В стихах самого Савинкова было больше ницшеанства, чем лирики:
Я, всадник, острый меч в безумье обнажил,
И Ангел Аваддон опять меня смутил,
Губитель прилетел, склонился к изголовью
И на ухо шепнул: «Душа убита кровью…»
Военные очерки Савинкова были превосходны, и, как заметил Питирим Сорокин, «почти каждый очерк – рисунок углем, сделанный рукой большого мастера».
«Конь вороной» – и эпос, и сатира, и быль.
«Конь вороной», как и «Конь бледный», написан в форме личного дневника.
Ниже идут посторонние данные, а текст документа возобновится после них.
//! Scoring weights and match threshold.
//!
//! The defaults are hand-tuned and have no derivation beyond product
//! judgement. They can be overridden from a JSON file, for example:
//!
//! ```json
//! { "advertising": 0.5, "match_threshold": 0.2 }
//! ```
//!
//! Fields left out keep their default value.

use std::path::Path;

use serde::{Deserialize, Serialize};
use tracing::info;

use crate::CoreError;
use crate::entities::EntityCategory;

pub const DEFAULT_ADVERTISING_WEIGHT: f64 = 0.4;
pub const DEFAULT_ZONING_WEIGHT: f64 = 0.3;
pub const DEFAULT_SETBACK_WEIGHT: f64 = 0.25;
pub const DEFAULT_OTHER_WEIGHT: f64 = 0.15;
pub const DEFAULT_HIGH_TIER_BONUS: f64 = 0.1;
pub const DEFAULT_MATCH_THRESHOLD: f64 = 0.15;

/// Per-category entity weights, tier bonus and match cutoff.
#[derive(Debug, Clone, Copy, PartialEq, Serialize, Deserialize)]
#[serde(default, deny_unknown_fields)]
pub struct ScoringWeights {
    pub advertising: f64,
    pub zoning: f64,
    /// Setbacks and floor/height limits.
    pub setback: f64,
    /// Construction terms, dimensions, and anything unclassified.
    pub other: f64,
    /// Added once when the regulation's tier is `Alta`.
    pub high_tier_bonus: f64,
    /// A regulation matches only when its score is strictly above this.
    pub match_threshold: f64,
}

impl Default for ScoringWeights {
    fn default() -> Self {
        Self {
            advertising: DEFAULT_ADVERTISING_WEIGHT,
            zoning: DEFAULT_ZONING_WEIGHT,
            setback: DEFAULT_SETBACK_WEIGHT,
            other: DEFAULT_OTHER_WEIGHT,
            high_tier_bonus: DEFAULT_HIGH_TIER_BONUS,
            match_threshold: DEFAULT_MATCH_THRESHOLD,
        }
    }
}

impl ScoringWeights {
    /// Load weights from a JSON file, filling missing fields with defaults.
    pub fn from_json_file(path: &Path) -> Result<Self, CoreError> {
        if !path.exists() {
            return Err(CoreError::WeightsNotFound(path.to_path_buf()));
        }
        let raw = std::fs::read_to_string(path)?;
        let weights: Self = serde_json::from_str(&raw)?;
        weights.validate()?;
        info!(path = %path.display(), ?weights, "loaded scoring weights");
        Ok(weights)
    }

    /// Weight contributed by one matching entity of the given category.
    pub fn weight_for(&self, category: Option<EntityCategory>) -> f64 {
        match category {
            Some(EntityCategory::Advertising) => self.advertising,
            Some(EntityCategory::Zoning) => self.zoning,
            Some(EntityCategory::Setback) => self.setback,
            Some(EntityCategory::Construction | EntityCategory::Dimension) | None => self.other,
        }
    }

    /// Reject negative or non-finite values; scores rely on non-negative
    /// contributions to stay monotonic.
    pub fn validate(&self) -> Result<(), CoreError> {
        let fields = [
            ("advertising", self.advertising),
            ("zoning", self.zoning),
            ("setback", self.setback),
            ("other", self.other),
            ("high_tier_bonus", self.high_tier_bonus),
            ("match_threshold", self.match_threshold),
        ];
        for (name, value) in fields {
            if !value.is_finite() || value < 0.0 {
                return Err(CoreError::InvalidWeight { name, value });
            }
        }
        Ok(())
    }
}
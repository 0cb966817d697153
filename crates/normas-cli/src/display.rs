//! Terminal and JSON rendering of consultation results.

use normas_core::{EntityCategory, EntitySet, Regulation};
use normas_store::RegulationStore;
use serde::Serialize;

use crate::consult::MatchResult;

const LABEL_WIDTH: usize = 10;
const MAX_SUBJECT_CHARS: usize = 70;

/// JSON shape of one match; the snippet is already collapsed to display text.
#[derive(Debug, Serialize)]
pub struct MatchView<'a> {
    pub name: &'a str,
    pub number: &'a str,
    pub subject: &'a str,
    pub url: &'a str,
    pub score: f64,
    #[serde(skip_serializing_if = "Option::is_none")]
    pub snippet: Option<&'a str>,
}

impl<'a> From<&'a MatchResult<'a>> for MatchView<'a> {
    fn from(m: &'a MatchResult<'a>) -> Self {
        Self {
            name: &m.regulation.name,
            number: &m.regulation.number,
            subject: &m.regulation.subject,
            url: &m.regulation.url,
            score: m.score,
            snippet: m.snippet.as_ref().map(|s| s.display_text()),
        }
    }
}

pub fn print_loaded(store: &RegulationStore) {
    println!("{} normas carregadas", store.len());
    println!();
}

/// Print each match as a card, best first.
pub fn print_matches(results: &[MatchResult<'_>]) {
    if results.is_empty() {
        println!("Nenhuma norma relevante encontrada para este projeto.");
        return;
    }
    for (i, m) in results.iter().enumerate() {
        print_match_card(i + 1, m);
    }
}

fn print_match_card(rank: usize, m: &MatchResult<'_>) {
    let reg = m.regulation;
    println!("=== {rank}. {} ===", reg.name);
    print_field("número", &reg.number);
    print_field("assunto", &reg.subject);
    print_field("relevância", &format!("{:.0}% ({})", m.score * 100.0, reg.tier));
    if let Some(snippet) = &m.snippet {
        print_field("trecho", snippet.display_text());
    }
    print_field("fonte", &reg.url);
    println!();
}

pub fn print_matches_json(results: &[MatchResult<'_>]) -> anyhow::Result<()> {
    let views: Vec<MatchView<'_>> = results.iter().map(MatchView::from).collect();
    println!("{}", serde_json::to_string_pretty(&views)?);
    Ok(())
}

pub fn print_entities(entities: &EntitySet) {
    if entities.is_empty() {
        println!("Nenhuma entidade reconhecida.");
        return;
    }
    for entity in entities {
        let category = EntityCategory::classify(entity)
            .map(|c| c.label())
            .unwrap_or("-");
        println!("  {entity:<24} {category}");
    }
}

pub fn print_regulations<'a>(regulations: impl Iterator<Item = &'a Regulation>) {
    for reg in regulations {
        println!(
            "  {:<6} {:<40} {:<6} {}",
            reg.number,
            reg.name,
            reg.tier,
            shorten(&reg.subject, MAX_SUBJECT_CHARS)
        );
    }
}

fn print_field(label: &str, value: &str) {
    if value.is_empty() {
        return;
    }
    println!("  {label:<width$} {value}", width = LABEL_WIDTH);
}

fn shorten(s: &str, max: usize) -> String {
    if s.chars().count() <= max {
        return s.to_string();
    }
    let head: String = s.chars().take(max.saturating_sub(3)).collect();
    format!("{head}...")
}
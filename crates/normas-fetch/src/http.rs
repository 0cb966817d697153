//! HTTP client that fetches a regulation page and extracts a query snippet.

use std::time::Duration;

use normas_core::SnippetOutcome;
use thiserror::Error;
use tracing::{info, warn};

use crate::html::visible_text;

/// Per-request timeout applied to every page fetch.
pub const DEFAULT_TIMEOUT_SECS: u64 = 10;

#[derive(Error, Debug)]
pub enum FetchError {
    #[error("HTTP request failed: {0}")]
    Http(#[from] reqwest::Error),
    #[error("server returned {status}")]
    Server { status: u16 },
}

/// Fetches regulation pages, one bounded-timeout GET per call.
///
/// No retries and no caching: asking twice for the same URL makes two
/// requests.
pub struct SnippetClient {
    client: reqwest::Client,
}

impl SnippetClient {
    /// Create a client with the default 10 second timeout.
    pub fn new() -> Result<Self, FetchError> {
        Self::with_timeout(Duration::from_secs(DEFAULT_TIMEOUT_SECS))
    }

    pub fn with_timeout(timeout: Duration) -> Result<Self, FetchError> {
        let client = reqwest::Client::builder()
            .timeout(timeout)
            .user_agent(concat!("normas/", env!("CARGO_PKG_VERSION")))
            .build()?;
        Ok(Self { client })
    }

    /// GET `url` and return its body text, decoded with the charset the
    /// response declares (UTF-8 otherwise). Non-success statuses are errors.
    pub async fn fetch_page(&self, url: &str) -> Result<String, FetchError> {
        info!(url = %url, "fetching regulation page");
        let resp = self.client.get(url).send().await?;
        let status = resp.status();
        if !status.is_success() {
            return Err(FetchError::Server {
                status: status.as_u16(),
            });
        }
        Ok(resp.text().await?)
    }

    /// Fetch the page at `url` and pick the sentence that best overlaps
    /// `query`.
    ///
    /// Never fails: any fetch error is logged and reported as
    /// [`SnippetOutcome::NetworkFailure`].
    pub async fn snippet(&self, url: &str, query: &str) -> SnippetOutcome {
        match self.fetch_page(url).await {
            Ok(html) => SnippetOutcome::from_page_text(&visible_text(&html), query),
            Err(e) => {
                warn!(url = %url, error = %e, "could not fetch regulation page");
                SnippetOutcome::NetworkFailure
            }
        }
    }
}
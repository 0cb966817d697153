//! In-memory regulation table loaded once from CSV.

use std::fs::File;
use std::io::Seek;
use std::path::Path;
use std::sync::Arc;

use arrow::array::{Array, StringArray};
use arrow::csv::ReaderBuilder;
use arrow::csv::reader::Format;
use arrow::datatypes::{DataType, Field, Schema};
use arrow::record_batch::RecordBatch;
use normas_core::{Regulation, RelevanceTier};
use tracing::info;

use crate::StoreError;

pub const COL_NAME: &str = "nome";
pub const COL_SUBJECT: &str = "assunto";
pub const COL_NUMBER: &str = "numero";
pub const COL_URL: &str = "url";
pub const COL_KEYWORDS: &str = "keywords";
pub const COL_TIER: &str = "relevancia";

/// Columns the table must provide. Order in the file is free and extra
/// columns are ignored.
pub const REQUIRED_COLUMNS: &[&str] = &[
    COL_NAME,
    COL_SUBJECT,
    COL_NUMBER,
    COL_URL,
    COL_KEYWORDS,
    COL_TIER,
];

/// Read-only regulation table.
///
/// Loaded once at startup and shared by reference for the rest of the
/// process; there is no reload or mutation.
#[derive(Debug, Clone, Default)]
pub struct RegulationStore {
    regulations: Vec<Regulation>,
}

impl RegulationStore {
    /// Load the table from a CSV file with a header row.
    ///
    /// Every column is read as text, so numeric-looking `numero` values keep
    /// their original spelling. A missing file, a ragged CSV, a missing
    /// required column, or an unknown `relevancia` value is an error.
    pub fn load(path: &Path) -> Result<Self, StoreError> {
        if !path.exists() {
            return Err(StoreError::TableNotFound(path.to_path_buf()));
        }
        let mut file = File::open(path)?;

        let format = Format::default().with_header(true);
        let (inferred, _) = format.infer_schema(&mut file, None)?;
        file.rewind()?;

        let schema = Arc::new(text_schema(&inferred));
        for &col in REQUIRED_COLUMNS {
            if schema.index_of(col).is_err() {
                return Err(StoreError::MissingColumn(col));
            }
        }

        let reader = ReaderBuilder::new(schema).with_header(true).build(file)?;
        let mut regulations = Vec::new();
        for batch in reader {
            let batch = batch?;
            let first_row = regulations.len();
            regulations.extend(regulations_from_batch(&batch, first_row)?);
        }

        info!(path = %path.display(), count = regulations.len(), "loaded regulation table");
        Ok(Self { regulations })
    }

    pub fn from_regulations(regulations: Vec<Regulation>) -> Self {
        Self { regulations }
    }

    pub fn regulations(&self) -> &[Regulation] {
        &self.regulations
    }

    pub fn len(&self) -> usize {
        self.regulations.len()
    }

    pub fn is_empty(&self) -> bool {
        self.regulations.is_empty()
    }

    pub fn iter(&self) -> impl Iterator<Item = &Regulation> {
        self.regulations.iter()
    }
}

/// Same columns as `inferred`, all as nullable UTF-8 with trimmed names.
fn text_schema(inferred: &Schema) -> Schema {
    let fields: Vec<Field> = inferred
        .fields()
        .iter()
        .map(|f| {
            let name = f.name().trim_start_matches('\u{feff}').trim();
            Field::new(name, DataType::Utf8, true)
        })
        .collect();
    Schema::new(fields)
}

/// Convert one batch into regulations. `first_row` is the number of data rows
/// read before this batch; error rows are reported 1-based.
fn regulations_from_batch(
    batch: &RecordBatch,
    first_row: usize,
) -> Result<Vec<Regulation>, StoreError> {
    let name = string_column(batch, COL_NAME)?;
    let subject = string_column(batch, COL_SUBJECT)?;
    let number = string_column(batch, COL_NUMBER)?;
    let url = string_column(batch, COL_URL)?;
    let keywords = string_column(batch, COL_KEYWORDS)?;
    let tier = string_column(batch, COL_TIER)?;

    (0..batch.num_rows())
        .map(|i| -> Result<Regulation, StoreError> {
            let tier = get_string(tier, i)
                .parse::<RelevanceTier>()
                .map_err(|source| StoreError::InvalidTier {
                    row: first_row + i + 1,
                    source,
                })?;
            Ok(Regulation {
                name: get_string(name, i),
                number: get_string(number, i),
                subject: get_string(subject, i),
                url: get_string(url, i),
                keywords: get_string(keywords, i),
                tier,
            })
        })
        .collect()
}

fn string_column<'a>(batch: &'a RecordBatch, name: &'static str) -> Result<&'a StringArray, StoreError> {
    batch
        .column_by_name(name)
        .and_then(|col| col.as_any().downcast_ref::<StringArray>())
        .ok_or(StoreError::MissingColumn(name))
}

/// Trimmed cell value; nulls read as empty strings.
fn get_string(col: &StringArray, row: usize) -> String {
    if col.is_null(row) {
        String::new()
    } else {
        col.value(row).trim().to_string()
    }
}
//! Fetch layer: HTML visible-text extraction and the HTTP snippet client.
//!
//! The HTTP client and its tests are behind the `http` feature; run them
//! with `cargo test -p normas-fetch --features http`.

pub mod html;
pub use html::visible_text;

#[cfg(feature = "http")]
pub mod http;

#[cfg(feature = "http")]
pub use http::{DEFAULT_TIMEOUT_SECS, FetchError, SnippetClient};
В «Коне вороном» записи белого полковника – Юрия Николаевича. В «Конармии» Бабеля – буйство красок и деталей, у Савинкова в «Коне вороном» стиль скупой, сжатый, лишенный каких-либо эффектов. Вот несколько примеров:
«Я люблю простор широких полей. Я люблю синеву далекого леса, оттепель и болотный туман. Здесь, в полях, я знаю, знаю всем сердцем, что я русский, потомок пахарей и бродяг, сын черноземной, напоенной потом земли. Здесь нет и не нужно Европы – скупого разума, скудной крови и измеренных, исхоженных до конца дорог. Здесь – “не белый снег”, безрассудство, буйство и бунт».
«…У меня нет дома и нет семьи. У меня нет утрат, потому что нет достояния… Я ко всему равнодушен. Мне все равно, кто именно ездит к Яру – пьяный великий князь или пьяный матрос с серьгой: ведь дело не в Яре. Мне все равно, кто именно “обогащается”, то есть ворует, – царский чиновник или “сознательный коммунист”: ведь не единым хлебом жив человек. Мне все равно, чья именно власть владеет страной – Лубянка или Охранное отделение: ведь кто сеет плохо, плохо и жнет… Что изменилось? Изменились только слова. Разве для суеты поднимают меч?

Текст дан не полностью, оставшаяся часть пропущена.